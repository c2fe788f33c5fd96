//! # spacedump
//!
//! Exports a Confluence page hierarchy into a self-contained, browsable
//! offline archive with a static navigation sidebar. The sidebar is also
//! written as a Markdown list that a human can restructure and patch back into
//! the archive without downloading anything again.
//!
//! # Architecture: Phases With Explicit Data Between Them
//!
//! ```text
//! 1. Scan       Gateway    →  Tree                 (order-preserving discovery + pruning)
//! 2. Sidebar    Tree       →  sidebar.md / .html   (written before any download)
//! 3. Download   Tree       →  pages/ attachments/  (parallel fetch, link rewriting)
//! 4. Patch      sidebar.md →  pages/*.html         (re-inject navigation, no network)
//! ```
//!
//! Between export and patch, [`editor`] can turn the sidebar into a
//! drag-and-drop page whose output is the edited Markdown.
//!
//! The [`Tree`](types::Tree) is frozen once the scan returns. The download
//! workers share it by reference; the patcher rebuilds a new one from the
//! edited Markdown. Remote access goes through the [`Gateway`](gateway::Gateway)
//! trait only, so every phase is testable against the in-memory gateway
//! (`gateway::MemoryGateway`, behind the `test-support` feature).
//!
//! # Module Map
//!
//! | Module | Role |
//! |--------|------|
//! | [`types`] | `TreeNode`, `Tree`, `AttachmentRef` shared by every phase |
//! | [`naming`] | Slugs, `<slug>--<id>` file stems, attachment paths |
//! | [`gateway`] | The remote capability (`Gateway`, `RootDirectory`) and the in-memory test double |
//! | [`confluence`] | REST adapter: Cloud and Data Center auth, pagination, error mapping |
//! | [`scan`] | Phase 1: recursive discovery with exclusion, label and cycle rules |
//! | [`rewrite`] | Body link/image rewriting to local paths |
//! | [`download`] | Phase 3: the worker pool, page assembly and atomic writes |
//! | [`sidebar`] | Tree ↔ Markdown list, and the HTML navigation fragment |
//! | [`inject`] | The page shell and the navigation delimiters |
//! | [`editor`] | Standalone drag-and-drop editor page for the sidebar |
//! | [`patch`] | Phase 4: idempotent re-injection of an edited sidebar |
//! | [`export`] | The whole run: scan, sidebar artifacts, download, index |
//! | [`fsutil`] | Temp-then-rename writes |
//! | [`config`] | `spacedump.toml` loading, layering and validation |
//! | [`output`] | CLI output formatting |
//!
//! # Design Decisions
//!
//! ## Sidebar Written Before Download
//!
//! `sidebar.md` describes the intended archive, not the downloaded one. An
//! export interrupted half way still leaves a sidebar the patcher can apply,
//! and a page that failed to download shows up as an unresolved entry rather
//! than silently vanishing from the navigation.
//!
//! ## Delimited Navigation
//!
//! Every page carries its sidebar between two HTML comments
//! ([`inject::NAV_BEGIN`], [`inject::NAV_END`]). The patcher replaces those
//! bytes and nothing else, and only writes files whose content changes, so a
//! second run with the same sidebar touches no file.
//!
//! ## Maud for Markup
//!
//! The page shell and the sidebar fragment are [Maud](https://maud.lambda.xyz/)
//! templates. Interpolated titles are escaped by default, which matters here:
//! page titles come from a wiki and routinely contain `<`, `&` and quotes.

pub mod config;
pub mod confluence;
pub mod download;
pub mod editor;
pub mod export;
pub mod fsutil;
pub mod gateway;
pub mod inject;
pub mod naming;
pub mod output;
pub mod patch;
pub mod rewrite;
pub mod scan;
pub mod sidebar;
pub mod types;

#[cfg(test)]
pub(crate) mod test_helpers;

# THE TASK:
Please go through the data and copy each line containing the word "archive".

# SOLUTION TO THE EXERCISE:
//! offline archive with a static navigation sidebar. The sidebar is also
//! the archive without downloading anything again.
//! `sidebar.md` describes the intended archive, not the downloaded one. An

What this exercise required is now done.